Kesalehan Yang Terlupakan:Ketundukan dan Kesederhanaan (1 Petrus 3:1-7)

Posted on 17/09/2017 | In Teaching | Leave a comment

Sejak beberapa dekade yang lalu dunia diwarnai secara kental oleh semangat feminisme dan konsumerisme. Dalam feminisme, perbedaan antara laki-laki dan perempuan coba dikaburkan sedemikian rupa sehingga hanya kesejajaran mereka yang ditampilkan. Ketundukan isteri kepada suami dipandang sebagai warisan budaya patriakhal yang sudah tidak relevan. Dalam konsumerisme, para perempuan mencoba mengikuti patokan duniawi tentang kenyamanan hidup. Tatkala hal ini terjadi, penampilan lahiriah seringkali lebih diutamakan daripada yang lain.

Teks kita hari ini memberi landasan yang kuat bagaimana menghadapi dua bahaya di atas. Petrus menerangkan bahwa isteri yang saleh menunjukkan dua karakteristik: ketundukan kepada suami dan kecantikan dari dalam. Dua hal ini sangat penting bagi si isteri maupun suaminya.

Bukti kesalehan #1: ketundukan (ayat 1-2)

Dalam bagian ini Petrus tampaknya memikirkan sebuah situasi khusus, yaitu para isteri yang bersuamikan orang yang non-Kristen. Mereka disebut sebagai orang-orang yang “tidak taat kepada Firman” (ayat 1). Istilah “firman” (logos) di sini merujuk pada berita injil (lihat 2:8; 4:17). Pemilihan kata ini (logos, bukan euangelion seperti biasanya) dimaksudkan sebagai sebuah permainan kata: “supaya jika ada di antara mereka yang tidak taat kepada Firman (logos), mereka juga tanpa perkataan (logos) dimenangkan oleh kelakuan isterinya”.  

Menjadi isteri yang baik bagi orang yang tidak beriman jelas memberi tantangan tersendiri.

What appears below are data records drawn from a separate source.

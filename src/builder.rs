// Copyright 2019 Arnau Siches
//
// Licensed under the MIT license <LICENSE or http://opensource.org/licenses/MIT>.
// This file may not be copied, modified, or distributed except
// according to those terms.

//! The link accumulator.
//!
//! A [`LinkBuilder`] collects `(rel, recipe)` entries in the order they are added
//! and resolves them against a shared base URL when built:
//!
//! ```
//! # #[macro_use] extern crate hateoas_builder;
//! # fn main() -> hateoas_builder::error::Result<()> {
//! use hateoas_builder::builder::LinkBuilder;
//! use hateoas_builder::link::Link;
//!
//! let page = 1;
//! let links = LinkBuilder::new("https://foo.bar")?
//!     .add_link("self", "weatherforecast")?
//!     .add_link_if(page > 1, "previous", "weatherforecast")?
//!     .add_parameters(tokens!["page", page - 1])?
//!     .add_query_link("next", "weatherforecast", tokens!["page", page + 1])?
//!     .build();
//!
//! assert_eq!(
//!     links,
//!     vec![
//!         Link::new("self", "https://foo.bar/weatherforecast"),
//!         Link::new("next", "https://foo.bar/weatherforecast?page=2"),
//!     ]
//! );
//! # Ok(())
//! # }
//! ```

use crate::context::BaseUrl;
use crate::error::{check_not_blank, BuilderError, Result};
use crate::information::{check_query_pairs, LinkInformation};
use crate::link::Link;
use crate::template::format as render_template;
use crate::token::Token;
use tracing::{debug, trace};

/// Outcome of the most recent `add_*` call.
///
/// Only [`LinkBuilder::add_parameters`] looks at it: after a suppressed add the
/// parameters have nowhere to go and are dropped.
#[derive(Debug, Clone, Copy, PartialEq, Eq)]
pub enum LinkState {
    Active,
    SuppressedSinceLastAdd,
}

impl Default for LinkState {
    fn default() -> Self {
        LinkState::Active
    }
}

/// Accumulates named links for one response.
#[derive(Debug, Clone)]
pub struct LinkBuilder {
    base_url: String,
    entries: Vec<(String, LinkInformation)>,
    state: LinkState,
}

impl LinkBuilder {
    /// Starts an empty builder. `base_url` must not be blank; surrounding
    /// whitespace and trailing slashes are removed.
    pub fn new(base_url: &str) -> Result<LinkBuilder> {
        let base_url = check_not_blank(base_url, "base_url")?;
        let base_url = base_url.trim_end_matches('/').to_string();

        if base_url.is_empty() {
            return Err(BuilderError::blank("base_url").into());
        }

        Ok(LinkBuilder {
            base_url,
            entries: vec![],
            state: LinkState::default(),
        })
    }

    /// Starts an empty builder whose base URL is taken from an inbound request.
    pub fn from_request<R: BaseUrl + ?Sized>(request: &R) -> Result<LinkBuilder> {
        LinkBuilder::new(&request.to_base_url()?)
    }

    pub fn base_url(&self) -> &str {
        &self.base_url
    }

    pub fn state(&self) -> LinkState {
        self.state
    }

    /// Number of entries added so far.
    pub fn len(&self) -> usize {
        self.entries.len()
    }

    pub fn is_empty(&self) -> bool {
        self.entries.is_empty()
    }

    pub fn add_link(&mut self, rel_label: &str, raw_relative_url: &str) -> Result<&mut Self> {
        self.add_link_if(true, rel_label, raw_relative_url)
    }

    pub fn add_link_if(
        &mut self,
        condition: bool,
        rel_label: &str,
        raw_relative_url: &str,
    ) -> Result<&mut Self> {
        let rel_label = check_not_blank(rel_label, "rel_label")?;

        self.append_entry(condition, rel_label, || {
            Ok(LinkInformation::literal(raw_relative_url))
        })
    }

    /// Adds a link whose relative URL is `route_items` joined with `/`.
    ///
    /// Null items are rejected; blank ones are left out of the route. When
    /// `condition` is false only `rel_label` is checked.
    pub fn add_route_link<I>(&mut self, rel_label: &str, route_items: I) -> Result<&mut Self>
    where
        I: IntoIterator,
        I::Item: Into<Token>,
    {
        self.add_route_link_if(true, rel_label, route_items)
    }

    pub fn add_route_link_if<I>(
        &mut self,
        condition: bool,
        rel_label: &str,
        route_items: I,
    ) -> Result<&mut Self>
    where
        I: IntoIterator,
        I::Item: Into<Token>,
    {
        let rel_label = check_not_blank(rel_label, "rel_label")?;

        self.append_entry(condition, rel_label, || {
            LinkInformation::composed(collect(route_items), vec![])
        })
    }

    /// Adds a link to `relative_url` carrying the flattened `name, value, ...`
    /// `query_pairs`.
    ///
    /// The same as [`add_link`](#method.add_link) followed by
    /// [`add_parameters`](#method.add_parameters), except that nothing is added
    /// when either half is invalid.
    pub fn add_query_link<I>(
        &mut self,
        rel_label: &str,
        relative_url: &str,
        query_pairs: I,
    ) -> Result<&mut Self>
    where
        I: IntoIterator,
        I::Item: Into<Token>,
    {
        self.add_query_link_if(true, rel_label, relative_url, query_pairs)
    }

    pub fn add_query_link_if<I>(
        &mut self,
        condition: bool,
        rel_label: &str,
        relative_url: &str,
        query_pairs: I,
    ) -> Result<&mut Self>
    where
        I: IntoIterator,
        I::Item: Into<Token>,
    {
        let rel_label = check_not_blank(rel_label, "rel_label")?;

        self.append_entry(condition, rel_label, || {
            LinkInformation::query(relative_url, collect(query_pairs))
        })
    }

    /// Adds a link whose relative URL is `template` with its `{0}`, `{1}`, ...
    /// placeholders replaced by `arguments`.
    pub fn add_formatted_link<I>(
        &mut self,
        rel_label: &str,
        template: &str,
        arguments: I,
    ) -> Result<&mut Self>
    where
        I: IntoIterator,
        I::Item: Into<Token>,
    {
        self.add_formatted_link_if(true, rel_label, template, arguments)
    }

    pub fn add_formatted_link_if<I>(
        &mut self,
        condition: bool,
        rel_label: &str,
        template: &str,
        arguments: I,
    ) -> Result<&mut Self>
    where
        I: IntoIterator,
        I::Item: Into<Token>,
    {
        let rel_label = check_not_blank(rel_label, "rel_label")?;

        self.append_entry(condition, rel_label, || {
            let template = check_not_blank(template, "template")?;
            let relative_url = render_template(&template, &collect(arguments))?;

            Ok(LinkInformation::literal(&relative_url))
        })
    }

    /// Appends flattened `name, value, ...` query pairs to the most recently
    /// added link, whatever its rel.
    ///
    /// Does nothing when the last `add_*` call was suppressed by its condition.
    /// Fails when no link has been added yet.
    pub fn add_parameters<I>(&mut self, query_pairs: I) -> Result<&mut Self>
    where
        I: IntoIterator,
        I::Item: Into<Token>,
    {
        if self.state == LinkState::SuppressedSinceLastAdd {
            debug!("skipping query parameters for a suppressed link");
            return Ok(self);
        }

        let pairs = collect(query_pairs);
        check_query_pairs(&pairs)?;

        let (rel, info) = self.entries.last_mut().ok_or_else(|| {
            BuilderError::InvalidState(
                "At least one link must be added before query parameters can be added.".into(),
            )
        })?;

        trace!(rel = rel.as_str(), pairs = pairs.len() / 2, "adding query parameters");
        info.push_query_pairs(pairs);

        Ok(self)
    }

    /// Resolves every entry, in insertion order, into a link under the base
    /// URL. Percent-encodes the relative part when `encode` is set.
    pub fn build_with(&self, encode: bool) -> Vec<Link> {
        trace!(links = self.entries.len(), encode, "building links");

        self.entries
            .iter()
            .map(|(rel, info)| Link::new(rel.as_str(), self.href(&info.resolve(encode))))
            .collect()
    }

    pub fn build(&self) -> Vec<Link> {
        self.build_with(false)
    }

    pub fn build_encoded(&self) -> Vec<Link> {
        self.build_with(true)
    }

    fn href(&self, relative_url: &str) -> String {
        let relative_url = relative_url.trim_start_matches('/');

        if relative_url.is_empty() {
            self.base_url.clone()
        } else {
            format!("{}/{}", self.base_url, relative_url)
        }
    }

    /// The one place entries are added. `rel_label` is already validated;
    /// `info` runs, and may fail, only when `condition` holds.
    fn append_entry<F>(&mut self, condition: bool, rel_label: String, info: F) -> Result<&mut Self>
    where
        F: FnOnce() -> Result<LinkInformation>,
    {
        if !condition {
            debug!(rel = rel_label.as_str(), "link suppressed by condition");
            self.state = LinkState::SuppressedSinceLastAdd;
            return Ok(self);
        }

        let info = info()?;

        trace!(rel = rel_label.as_str(), "adding link");
        self.entries.push((rel_label, info));
        self.state = LinkState::Active;

        Ok(self)
    }
}

fn collect<I>(items: I) -> Vec<Token>
where
    I: IntoIterator,
    I::Item: Into<Token>,
{
    items.into_iter().map(Into::into).collect()
}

Perbedaan keyakinan berarti perbedaan cara pandang, keputusan, dan tindakan. Jika situasi kultural pada waktu itu diperhitungkan, tantangan ini tampak semakin besar. Menurut ukuran kultural Yunani-Romawi pada waktu itu, perbedaan keyakinan antara suami dan isteri bisa dibilang sebagai sesuatu yang tidak ideal. Para isteri diharapkan mengikuti agama suami (misalnya Plutarch). Bagaimana para isteri Kristen seharusnya menyelaraskan ketaatan mereka kepada suami dan Allah? Ini jelas tidak mudah untuk dilakukan.

Di tengah situasi rumit seperti di atas, Petrus menasihati ister-isteri Kristen untuk tunduk kepada suami mereka (3:1a). Tunduk bukan karena tuntutan kultural. Petrus tahu bahwa sangatlah mustahil bagi para isteri untuk menjungkirbalikkan norma-norma kultural yang berlaku pada waktu itu. Bukan karena ketakutan (3:5-6). Petrus tahu bahwa ada Allah sebagai pokok pengharapan. Bukan pula untuk mendapatkan sesuatu yang menyenangkan. Petrus tidak menyoroti keuntungan atau manfaat yang akan diperoleh oleh para isteri yang tunduk.

Alasan ketundukan berkaitan dengan suami. Ketundukan isteri kepada suami merupakan sarana ilahi untuk memenangkan suami bagi Kristus (3:1b). Hal ini dilakukan “tanpa perkataan” (aneu logou). Pertobatan mereka terjadi lebih karena melihat (3:2a partisip epopteusantes) daripada mendengar. Dengan kata lain, Petrus sedang menekankan penginjilan melalui tindakan. Dia secara konsisten memang menegaskan nilai penting “kelakuan” (anastrophē, 1:15; 2:12; 3:2, 16). Secara khusus dia sudah mengajarkan kesalehan sebagai sarana penjangkauan untuk orang-orang yang belum percaya (2:12).

Walaupun demikian, frasa “tanpa perkataan” jelas bukan berarti tanpa pemberitaan injil. Pemberitaan verbal tetap tidak boleh dilupakan. Di 3:15 semua orang Kristen dinasihati untuk memberikan pembelaan verbal sekaligus menunjukkan kesalehan. Hanya saja, dalam konteks relasi suami – isteri pada waktu itu, sarana yang lebih efektif memang bukan perkataan, melainkan kelakuan. Pemberitaan injil seringkali menjadi tidak berbuah jika si pemberita gagal menghidupi injil tersebut.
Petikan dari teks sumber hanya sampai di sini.